#### ASSIGNMENT:
Every line in the listing should be set down again verbatim.

*** Opening of RECORDED INFORMATION ***

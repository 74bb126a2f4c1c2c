/// One combination of learning hyperparameters.
#[derive(Debug, Clone, Copy, PartialEq)]
pub struct ParameterSet {
    pub name: &'static str,
    pub learning_rate: f32,
    /// Discount factor of bootstrapped targets.
    pub gamma: f32,
    pub epsilon_decay: f32,
    /// Floor of the exploration rate.
    pub epsilon_min: f32,
    pub batch_size: usize,
}

impl ParameterSet {
    pub const MODERATE: Self = Self {
        name: "moderate",
        learning_rate: 0.002,
        gamma: 0.99,
        epsilon_decay: 0.995,
        epsilon_min: 0.05,
        batch_size: 32,
    };

    /// The rotation used by the tuner, starting with [`Self::MODERATE`].
    pub const PRESETS: [Self; 7] = [
        Self::MODERATE,
        Self {
            name: "conservative",
            learning_rate: 0.001,
            ..Self::MODERATE
        },
        Self {
            name: "aggressive",
            learning_rate: 0.003,
            ..Self::MODERATE
        },
        Self {
            name: "slow-decay",
            epsilon_decay: 0.998,
            epsilon_min: 0.10,
            ..Self::MODERATE
        },
        Self {
            name: "fast-decay",
            epsilon_decay: 0.992,
            epsilon_min: 0.02,
            ..Self::MODERATE
        },
        Self {
            name: "large-batch",
            batch_size: 64,
            ..Self::MODERATE
        },
        Self {
            name: "far-sighted",
            gamma: 0.995,
            ..Self::MODERATE
        },
    ];
}

impl Default for ParameterSet {
    fn default() -> Self {
        Self::MODERATE
    }
}
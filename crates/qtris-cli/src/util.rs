use std::{fs::File, io, path::Path};

use anyhow::Context;

pub fn read_json_file<T, P>(file_kind: &str, path: P) -> anyhow::Result<T>
where
    T: serde::de::DeserializeOwned,
    P: AsRef<Path>,
{
    let path = path.as_ref();
    let file = File::open(path)
        .with_context(|| format!("Failed to open {} file: {}", file_kind, path.display()))?;

    let reader = io::BufReader::new(file);
    let value = serde_json::from_reader(reader).with_context(|| {
        format!(
            "Failed to parse {} JSON file: {}",
            file_kind,
            path.display()
        )
    })?;

    Ok(value)
}

#[cfg(test)]
mod tests {
    use qtris_training::config::TrainingConfig;

    use super::*;

    #[test]
    fn reads_partial_training_config() {
        let dir = tempfile::tempdir().unwrap();
        let path = dir.path().join("config.json");
        std::fs::write(&path, r#"{ "seed": 9, "auto_tune": false }"#).unwrap();

        let config: TrainingConfig = read_json_file("training config", &path).unwrap();
        assert_eq!(config.seed, Some(9));
        assert!(!config.auto_tune);
        assert_eq!(config.replay_capacity, TrainingConfig::default().replay_capacity);
    }

    #[test]
    fn missing_file_names_the_kind() {
        let err = read_json_file::<TrainingConfig, _>("training config", "/nonexistent/qtris.json").unwrap_err();
        assert!(err.to_string().contains("training config"));
    }
}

*** Close of RECORDED INFORMATION ***

#### SOLUTION:
repository 74bb126a2f4c1c2c
/// One combination of learning hyperparameters.
#[derive(Debug, Clone, Copy, PartialEq)]
pub struct ParameterSet {
    pub name: &'static str,
    pub learning_rate: f32,
    /// Discount factor of bootstrapped targets.
    pub gamma: f32,
    pub epsilon_decay: f32,
    /// Floor of the exploration rate.
    pub epsilon_min: f32,
    pub batch_size: usize,
}

impl ParameterSet {
    pub const MODERATE: Self = Self {
        name: "moderate",
        learning_rate: 0.002,
        gamma: 0.99,
        epsilon_decay: 0.995,
        epsilon_min: 0.05,
        batch_size: 32,
    };

    /// The rotation used by the tuner, starting with [`Self::MODERATE`].
    pub const PRESETS: [Self; 7] = [
        Self::MODERATE,
        Self {
            name: "conservative",
            learning_rate: 0.001,
            ..Self::MODERATE
        },
        Self {
            name: "aggressive",
            learning_rate: 0.003,
            ..Self::MODERATE
        },
        Self {
            name: "slow-decay",
            epsilon_decay: 0.998,
            epsilon_min: 0.10,
            ..Self::MODERATE
        },
        Self {
            name: "fast-decay",
            epsilon_decay: 0.992,
            epsilon_min: 0.02,
            ..Self::MODERATE
        },
        Self {
            name: "large-batch",
            batch_size: 64,
            ..Self::MODERATE
        },
        Self {
            name: "far-sighted",
            gamma: 0.995,
            ..Self::MODERATE
        },
    ];
}

impl Default for ParameterSet {
    fn default() -> Self {
        Self::MODERATE
    }
}
filename crates/qtris-cli/src/util.rs
use std::{fs::File, io, path::Path};

use anyhow::Context;

pub fn read_json_file<T, P>(file_kind: &str, path: P) -> anyhow::Result<T>
where
    T: serde::de::DeserializeOwned,
    P: AsRef<Path>,
{
    let path = path.as_ref();
    let file = File::open(path)
        .with_context(|| format!("Failed to open {} file: {}", file_kind, path.display()))?;

    let reader = io::BufReader::new(file);
    let value = serde_json::from_reader(reader).with_context(|| {
        format!(
            "Failed to parse {} JSON file: {}",
            file_kind,
            path.display()
        )
    })?;

    Ok(value)
}

#[cfg(test)]
mod tests {
    use qtris_training::config::TrainingConfig;

    use super::*;

    #[test]
    fn reads_partial_training_config() {
        let dir = tempfile::tempdir().unwrap();
        let path = dir.path().join("config.json");
        std::fs::write(&path, r#"{ "seed": 9, "auto_tune": false }"#).unwrap();

        let config: TrainingConfig = read_json_file("training config", &path).unwrap();
        assert_eq!(config.seed, Some(9));
        assert!(!config.auto_tune);
        assert_eq!(config.replay_capacity, TrainingConfig::default().replay_capacity);
    }

    #[test]
    fn missing_file_names_the_kind() {
        let err = read_json_file::<TrainingConfig, _>("training config", "/nonexistent/qtris.json").unwrap_err();
        assert!(err.to_string().contains("training config"));
    }
}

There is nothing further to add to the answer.